According to the American Academy of Orthopaedic Surgeons, scientific studies show that cigarette smoking has a harmful effect on the musculoskeletal system. Tobacco usage can speed disk degeneration and worsen conditions like osteoporosis and arthritis. It can also delay ligament healing. Clinical studies also point to cigarette smoking as an important risk factor for postoperative infections and complications.
If you're a smoker, it's important to discuss your habit with your surgeon prior to surgery. Your orthopedic surgeon needs to know in order to create a treatment plan to meet your needs. The doctor may be able to recommend smoking cessation resources that you weren't aware of to help you kick the habit before you get into the operating room.
See Your Dentist
Making a dentist appointment may be the last thing on your mind when you're worried about undergoing surgery. What do your teeth have to do with your orthopedic operation? More than you may think. A dental checkup is a very important step for ensuring that you have a smooth recovery and a lower risk of postsurgical infection.

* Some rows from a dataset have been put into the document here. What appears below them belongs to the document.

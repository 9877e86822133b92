//! Core value types used by the marketplace list state.

use serde_json::{Map, Value};

/// Marketplace catalog entry as returned by the catalog listing.
///
/// Fields other than `id`, `name` and `version` (description, author, price,
/// ...) are kept verbatim in `extra` so they survive the merge.
#[derive(Clone, Debug, PartialEq, serde::Serialize, serde::Deserialize)]
pub struct MarketplaceApp {
    /// Opaque unique app identifier.
    pub id: String,
    /// Display name.
    pub name: String,
    /// Version published in the marketplace.
    pub version: String,
    /// Remaining catalog fields.
    #[serde(flatten)]
    pub extra: Map<String, Value>,
}

/// Locally installed app summary.
#[derive(Clone, Debug, PartialEq, serde::Serialize, serde::Deserialize)]
pub struct InstalledApp {
    /// Opaque unique app identifier.
    pub id: String,
    /// Installation/runtime status token (e.g. `manually_enabled`).
    pub status: String,
    /// Installed version.
    pub version: String,
    /// Remaining fields reported by the server.
    #[serde(flatten)]
    pub extra: Map<String, Value>,
}

/// Status and version of one installed app, as returned by the single-app lookup.
#[derive(Clone, Debug, PartialEq, Eq, serde::Serialize, serde::Deserialize)]
pub struct AppStatusInfo {
    /// Installation/runtime status token.
    pub status: String,
    /// Installed version.
    pub version: String,
}

/// One merged marketplace application, as shown in the list.
///
/// `installed` and `status` are set and cleared together. After a removal,
/// `version` falls back to `marketplace_version`.
#[derive(Clone, Debug, PartialEq, serde::Serialize, serde::Deserialize)]
#[serde(rename_all = "camelCase")]
pub struct AppRecord {
    /// Opaque unique app identifier.
    pub id: String,
    /// Display name; compared case-insensitively.
    pub name: String,
    /// Installed version when installed, marketplace version otherwise.
    pub version: String,
    /// Version published in the marketplace at fetch time.
    pub marketplace_version: String,
    /// Presence flag; `None` means not installed.
    #[serde(default, skip_serializing_if = "Option::is_none")]
    pub installed: Option<bool>,
    /// Status token, meaningful only while installed.
    #[serde(default, skip_serializing_if = "Option::is_none")]
    pub status: Option<String>,
    /// Catalog fields carried over from the marketplace entry.
    #[serde(flatten)]
    pub extra: Map<String, Value>,
}

impl AppRecord {
    /// What: Build a record for a catalog entry that is not installed.
    ///
    /// Inputs:
    /// - `app`: Marketplace catalog entry
    ///
    /// Output:
    /// - Record with `installed`/`status` absent and both versions equal to the catalog version.
    #[must_use]
    pub fn from_marketplace(app: MarketplaceApp) -> Self {
        Self {
            marketplace_version: app.version.clone(),
            id: app.id,
            name: app.name,
            version: app.version,
            installed: None,
            status: None,
            extra: without_install_keys(app.extra),
        }
    }

    /// What: Build a record for a catalog entry that is installed.
    ///
    /// Inputs:
    /// - `app`: Marketplace catalog entry (or detail at the installed version)
    /// - `status`: Installed status token
    /// - `version`: Installed version
    ///
    /// Output:
    /// - Record flagged installed, `marketplace_version` taken from `app.version`.
    #[must_use]
    pub fn installed(app: MarketplaceApp, status: String, version: String) -> Self {
        Self {
            marketplace_version: app.version,
            id: app.id,
            name: app.name,
            version,
            installed: Some(true),
            status: Some(status),
            extra: without_install_keys(app.extra),
        }
    }

    /// Whether the record is currently flagged installed.
    #[must_use]
    pub fn is_installed(&self) -> bool {
        self.installed.unwrap_or(false)
    }

    /// Lowercased name used for ordering and filtering.
    pub(crate) fn sort_key(&self) -> String {
        self.name.to_lowercase()
    }
}

/// Wire keys owned by [`AppRecord`] itself; catalog copies of them would
/// serialize next to (or instead of) the merged install state.
const RECORD_KEYS: [&str; 3] = ["installed", "status", "marketplaceVersion"];

/// Drop catalog fields that the merged record sets on its own.
fn without_install_keys(mut extra: Map<String, Value>) -> Map<String, Value> {
    for key in RECORD_KEYS {
        extra.remove(key);
    }
    extra
}

/// Field the list is ordered by.
#[derive(Debug, Clone, Copy, PartialEq, Eq, Default)]
pub enum SortField {
    /// Case-insensitive display name.
    #[default]
    Name,
}

/// Direction of the list ordering.
#[derive(Debug, Clone, Copy, PartialEq, Eq, Default)]
pub enum SortDirection {
    /// A to Z.
    #[default]
    Asc,
    /// Z to A.
    Desc,
}

impl SortDirection {
    /// Return the string key used in settings files for this direction.
    ///
    /// Inputs: none
    ///
    /// Output: Static config key string.
    #[must_use]
    pub const fn as_config_key(self) -> &'static str {
        match self {
            Self::Asc => "asc",
            Self::Desc => "desc",
        }
    }

    /// Parse a direction from its settings key or aliases.
    ///
    /// Inputs: `s` config string (case-insensitive).
    ///
    /// Output: `Some(SortDirection)` on recognized value; `None` otherwise.
    #[must_use]
    pub fn from_config_key(s: &str) -> Option<Self> {
        match s.trim().to_lowercase().as_str() {
            "asc" | "ascending" | "a-z" => Some(Self::Asc),
            "desc" | "descending" | "z-a" => Some(Self::Desc),
            _ => None,
        }
    }
}

/// Field plus direction, as chosen in the list header.
#[derive(Debug, Clone, Copy, PartialEq, Eq, Default)]
pub struct SortSpec {
    /// Ordering field.
    pub field: SortField,
    /// Ordering direction.
    pub direction: SortDirection,
}

/// Inputs of the derived list view.
#[derive(Debug, Clone, PartialEq, Eq)]
pub struct ViewQuery {
    /// Name substring filter; empty means no filtering.
    pub filter_text: String,
    /// Requested ordering.
    pub sort: SortSpec,
    /// Index of the first item of the requested page.
    pub page_offset: usize,
    /// Page size.
    pub items_per_page: usize,
}

impl Default for ViewQuery {
    fn default() -> Self {
        Self {
            filter_text: String::new(),
            sort: SortSpec::default(),
            page_offset: 0,
            items_per_page: 25,
        }
    }
}

/// One page of the filtered list plus the filtered total.
///
/// `items` is `None` while the working set is empty (nothing loaded yet).
#[derive(Debug, Clone, PartialEq, Default)]
pub struct ListView {
    /// Records on the requested page.
    pub items: Option<Vec<AppRecord>>,
    /// Number of records matching the filter, across all pages.
    pub total: usize,
}

#[cfg(test)]
mod tests {
    use super::*;

    #[test]
    /// What: SortDirection config key mapping and alias handling
    ///
    /// - Input: Known keys and aliases; unknown key
    /// - Output: Correct mapping to enum variants; None for unknown
    fn state_sort_direction_config_keys_and_aliases() {
        assert_eq!(SortDirection::Asc.as_config_key(), "asc");
        assert_eq!(SortDirection::Desc.as_config_key(), "desc");
        assert_eq!(
            SortDirection::from_config_key(" Descending "),
            Some(SortDirection::Desc)
        );
        assert_eq!(SortDirection::from_config_key("a-z"), Some(SortDirection::Asc));
        assert_eq!(SortDirection::from_config_key("sideways"), None);
    }

    #[test]
    /// What: Record JSON shape uses camelCase and omits absent install fields
    ///
    /// - Input: Not-installed record built from a catalog entry carrying an extra field
    /// - Output: `marketplaceVersion` present, `installed`/`status` absent, extra field kept
    fn state_record_serializes_without_install_fields() {
        let app: MarketplaceApp = serde_json::from_value(serde_json::json!({
            "id": "1",
            "name": "Zeta",
            "version": "1.0",
            "author": "acme"
        }))
        .expect("valid catalog entry");
        let rec = AppRecord::from_marketplace(app);
        let v = serde_json::to_value(&rec).expect("serializable");
        assert_eq!(v["marketplaceVersion"], "1.0");
        assert_eq!(v["author"], "acme");
        assert!(v.get("installed").is_none());
        assert!(v.get("status").is_none());
        assert!(!rec.is_installed());
    }

    #[test]
    /// What: Catalog copies of install fields never reach the merged record
    ///
    /// - Input: Catalog entry carrying `status`, `installed` and `marketplaceVersion`
    /// - Output: Uninstalled record omits them; installed record has one `status`, the merged one
    fn state_record_drops_catalog_install_keys() {
        let entry = || -> MarketplaceApp {
            serde_json::from_value(serde_json::json!({
                "id": "1",
                "name": "Zeta",
                "version": "1.0",
                "status": "initialized",
                "installed": true,
                "marketplaceVersion": "0.1",
                "author": "acme"
            }))
            .expect("valid catalog entry")
        };
        let plain = AppRecord::from_marketplace(entry());
        let text = serde_json::to_string(&plain).expect("serializable");
        assert!(!text.contains("status"));
        assert!(!text.contains("installed"));
        assert_eq!(text.matches("marketplaceVersion").count(), 1);
        let v: Value = serde_json::from_str(&text).expect("valid json");
        assert_eq!(v["marketplaceVersion"], "1.0");
        assert_eq!(v["author"], "acme");

        let inst = AppRecord::installed(entry(), "enabled".into(), "0.9".into());
        let text = serde_json::to_string(&inst).expect("serializable");
        assert_eq!(text.matches("\"status\"").count(), 1);
        assert_eq!(text.matches("\"installed\"").count(), 1);
        let v: Value = serde_json::from_str(&text).expect("valid json");
        assert_eq!(v["status"], "enabled");
        assert_eq!(v["installed"], true);
    }
}
use crate::state::{AppRecord, SortDirection};

/// What: Sort records ascending by case-insensitive name, in place.
///
/// Inputs:
/// - `apps`: Records to reorder
///
/// Output:
/// - `apps` ordered A to Z.
///
/// Details:
/// - The sort is stable: records whose lowercased names are equal keep their
///   relative input order.
pub fn sort_by_name(apps: &mut [AppRecord]) {
    apps.sort_by_cached_key(AppRecord::sort_key);
}

/// What: Position at which `name` belongs in an A to Z ordered slice.
///
/// Inputs:
/// - `apps`: Records already ordered by [`sort_by_name`]
/// - `name`: Display name of the record to place
///
/// Output:
/// - Index after every record whose lowercased name is `<=` the lowercased `name`.
#[must_use]
pub fn insertion_index(apps: &[AppRecord], name: &str) -> usize {
    let key = name.to_lowercase();
    apps.partition_point(|a| a.sort_key() <= key)
}

/// What: Borrow records in the requested direction without touching the source order.
///
/// Inputs:
/// - `apps`: Canonical A to Z ordered records
/// - `direction`: Requested direction
///
/// Output:
/// - Fresh vector of references; `Desc` is the canonical order reversed.
#[must_use]
pub fn ordered(apps: &[AppRecord], direction: SortDirection) -> Vec<&AppRecord> {
    match direction {
        SortDirection::Asc => apps.iter().collect(),
        SortDirection::Desc => apps.iter().rev().collect(),
    }
}

#[cfg(test)]
mod tests {
    use super::*;
    use crate::state::MarketplaceApp;

    fn rec(id: &str, name: &str) -> AppRecord {
        AppRecord::from_marketplace(MarketplaceApp {
            id: id.into(),
            name: name.into(),
            version: "1.0".into(),
            extra: serde_json::Map::new(),
        })
    }

    fn names(apps: &[AppRecord]) -> Vec<&str> {
        apps.iter().map(|a| a.name.as_str()).collect()
    }

    #[test]
    /// What: Name sort ignores case
    ///
    /// - Input: Mixed-case names out of order
    /// - Output: Alphabetical order regardless of case
    fn sort_by_name_is_case_insensitive() {
        let mut apps = vec![rec("1", "beta"), rec("2", "Alpha"), rec("3", "gamma"), rec("4", "Delta")];
        sort_by_name(&mut apps);
        assert_eq!(names(&apps), vec!["Alpha", "beta", "Delta", "gamma"]);
    }

    #[test]
    /// What: Names equal up to case keep their input order
    ///
    /// - Input: "Chat" and "chat" with different ids, plus an earlier name
    /// - Output: Both ties present after "Bot", in input order
    fn sort_by_name_keeps_ties_in_input_order() {
        let mut apps = vec![rec("x", "chat"), rec("y", "Bot"), rec("z", "Chat")];
        sort_by_name(&mut apps);
        let ids: Vec<&str> = apps.iter().map(|a| a.id.as_str()).collect();
        assert_eq!(ids, vec!["y", "x", "z"]);
    }

    #[test]
    /// What: Insertion index lands between neighbours and after ties
    ///
    /// - Input: Ordered ["Alpha", "Gamma"]; names "beta", "alpha", "zulu"
    /// - Output: 1, 1, 2
    fn insertion_index_between_and_after_ties() {
        let apps = vec![rec("1", "Alpha"), rec("2", "Gamma")];
        assert_eq!(insertion_index(&apps, "beta"), 1);
        assert_eq!(insertion_index(&apps, "alpha"), 1);
        assert_eq!(insertion_index(&apps, "zulu"), 2);
        assert_eq!(insertion_index(&[], "any"), 0);
    }

    #[test]
    /// What: Descending view reverses without mutating the source
    ///
    /// - Input: Ordered ["A", "B", "C"], direction Desc
    /// - Output: View is C, B, A; source still A, B, C
    fn ordered_desc_leaves_source_untouched() {
        let apps = vec![rec("1", "A"), rec("2", "B"), rec("3", "C")];
        let view: Vec<&str> = ordered(&apps, SortDirection::Desc)
            .iter()
            .map(|a| a.name.as_str())
            .collect();
        assert_eq!(view, vec!["C", "B", "A"]);
        assert_eq!(names(&apps), vec!["A", "B", "C"]);
    }
}
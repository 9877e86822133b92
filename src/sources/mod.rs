//! Marketplace and installed-app data retrieval.
//!
//! [`AppsApi`] is the seam the list controller fetches through; [`HttpAppsApi`]
//! is the REST-backed implementation used by the binary.

use std::future::Future;

use crate::state::{AppStatusInfo, InstalledApp, MarketplaceApp};

mod marketplace;

pub use marketplace::HttpAppsApi;

/// Crate-wide fallible result; every collaborator failure is reported the same way.
pub type Result<T> = std::result::Result<T, Box<dyn std::error::Error + Send + Sync>>;

/// Remote operations the marketplace list depends on.
pub trait AppsApi {
    /// Fetch the full marketplace catalog.
    fn get_apps_from_marketplace(&self) -> impl Future<Output = Result<Vec<MarketplaceApp>>> + Send;

    /// Fetch the apps installed locally.
    fn get_apps(&self) -> impl Future<Output = Result<Vec<InstalledApp>>> + Send;

    /// Fetch status and installed version of one app.
    fn get_app(&self, app_id: &str) -> impl Future<Output = Result<AppStatusInfo>> + Send;

    /// Fetch the marketplace detail of one app at a given version.
    fn get_app_from_marketplace(
        &self,
        app_id: &str,
        version: &str,
    ) -> impl Future<Output = Result<MarketplaceApp>> + Send;
}
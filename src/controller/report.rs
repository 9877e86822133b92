use std::error::Error;

use tokio::sync::mpsc;

/// Sink for request failures that should reach the user.
///
/// All failures are reported the same way; no distinction is made between
/// network errors, missing apps or malformed responses.
pub trait ErrorReporter {
    /// Report one failure.
    fn report(&self, error: &(dyn Error + Send + Sync));
}

/// Reports failures to the log at `error` level.
#[derive(Clone, Copy, Debug, Default)]
pub struct TracingReporter;

impl ErrorReporter for TracingReporter {
    fn report(&self, error: &(dyn Error + Send + Sync)) {
        tracing::error!(error = %error, "marketplace request failed");
    }
}

/// Network-error channel for a UI that shows failures out of band.
impl ErrorReporter for mpsc::UnboundedSender<String> {
    fn report(&self, error: &(dyn Error + Send + Sync)) {
        tracing::warn!(error = %error, "marketplace request failed");
        let _ = self.send(error.to_string());
    }
}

You need to visit the dentist before your surgery to rule out any chance that you have an infection in your mouth. Your mouth is full of bacteria on a regular basis. Most of the time that's a good thing. That bacteria is a normal part of your digestive system and actually beneficial to your health. But when you have an infection, the blood vessels in your mouth enlarge and can be more easily penetrated by that bacteria, which can then spread to other parts of your body. And bacteria that's healthy and normal in your mouth could cause a major infection if it ends up in your surgical site. Seeing your dentist, and taking a prescribed antibiotic if you do have a dental infection of any kind, can help head off this type of postsurgical infection.
Prepare Your Home
You'll most likely begin your physical therapy in the hospital before you're released, and unless your doctor says otherwise, you should be able to fend for yourself at home without constant care by the time the release forms are signed. However, your house will need some adjustments for your safety, and it's best to make these before the surgery.
Clear the floors of any small items or rugs that could be easily tripped over. Make sure that you have furniture in the house that will be comfortable for sitting in after the surgery. You may have difficulty sitting down in, or getting up out of, couches and chairs that are particularly plush or low to the ground, so make sure that you have a higher chair with arms for your comfort – borrow or buy one if you don't have one. Cook some meals ahead of time and freeze them so that you don't have to spend long hours standing in the kitchen right after surgery – or, stock up on pre-prepared meals and take out menus, if you prefer. If you have a multilevel home, and the floor that you spend the most time on doesn't have a bathroom, invest in a portable toilet for that floor. You'll find that climbing stairs is tiring and difficult during the first few days after leaving the hospital.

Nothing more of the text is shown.